Higher Education Grants of Interest to African Americans

money-bag-2Here is this week’s news of grants to historically Black colleges and universities or for programs of particular interest to African Americans in higher education.

Alabama State University, the historically Black educational institution in Montgomery, received a four-year, $578,224 grant from the National Institutes of Health to conduct research on prostate and colorectal cancer.

The University of North Carolina at Chapel Hill received a $1.5 million grant from the National Institutes of Health to train faculty members at the University of Witwatersrand in South Africa in HIV/AIDS research techniques.

The University of Cincinnati received a $500,000 gift from Peter Stern, the former chair of the department of orthopaedic surgery at the university’s medical school, to establish a diversity scholarship program to attract students from underrepresented minority groups to the medical school.

Arizona State University received a $237,000 grant from the National Science Foundation for programs to attract students from underrepresented minority groups to its Center for Nanotechnology in Society. The program will target undergraduate students for summer programs in order to increase their interest in pursuing graduate study in nanotechnology.

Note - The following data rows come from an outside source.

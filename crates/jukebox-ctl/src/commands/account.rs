use anyhow::Result;
use jukebox_proto::api::{ChangePasswordRequest, LoginRequest, LoginResponse};

use crate::auth;
use crate::client::ApiClient;

/// First-run admin password
pub async fn setup(client: &ApiClient) -> Result<()> {
    let password = auth::prompt_password("Choose a parent password: ")?;
    let confirm = auth::prompt_password("Confirm parent password: ")?;
    if password != confirm {
        anyhow::bail!("Passwords do not match");
    }

    let session: LoginResponse = client.post("/auth/setup", &LoginRequest { password }).await?;
    println!("Parent password set.");
    print_session(&session);
    Ok(())
}

pub async fn login(client: &ApiClient) -> Result<()> {
    let password = auth::prompt_password("Enter parent password: ")?;
    let session = auth::login(client, password).await?;
    print_session(&session);
    Ok(())
}

pub async fn logout(client: &ApiClient) -> Result<()> {
    if !client.has_token() {
        anyhow::bail!("No session token given; pass --token or set JUKEBOX_TOKEN");
    }
    client.post_action("/auth/logout", &serde_json::json!({})).await?;
    println!("Logged out.");
    Ok(())
}

pub async fn change_password(client: &mut ApiClient) -> Result<()> {
    let current_password = auth::prompt_password("Current parent password: ")?;
    if !client.has_token() {
        let session = auth::login(client, current_password.clone()).await?;
        client.set_token(session.token);
    }

    let new_password = auth::prompt_password("New parent password: ")?;
    let confirm = auth::prompt_password("Confirm new password: ")?;
    if new_password != confirm {
        anyhow::bail!("Passwords do not match");
    }

    client
        .post_action(
            "/admin/password",
            &ChangePasswordRequest { current_password, new_password },
        )
        .await?;
    println!("Parent password changed. All sessions were signed out.");
    Ok(())
}

fn print_session(session: &LoginResponse) {
    println!("Session token: {}", session.token);
    println!("Expires at:    {}", session.expires_at.with_timezone(&chrono::Local));
    println!();
    println!("Reuse it with: export JUKEBOX_TOKEN={}", session.token);
}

Historically Black Fayetteville State University in North Carolina received a $749,994 grant from the U.S. Department of Education for programs to broaden the participation of students with disabilities in STEM fields.

The Morehouse School of Medicine, a historically Black educational institution in Atlanta, received a five-year, $4.5 million grant from the Centers for Disease Control and Prevention to continue funding for the school’s Prevention Research Center. The center, which has been continually funded by the CDC since 1998, address chronic health problems and racial disparities in health care.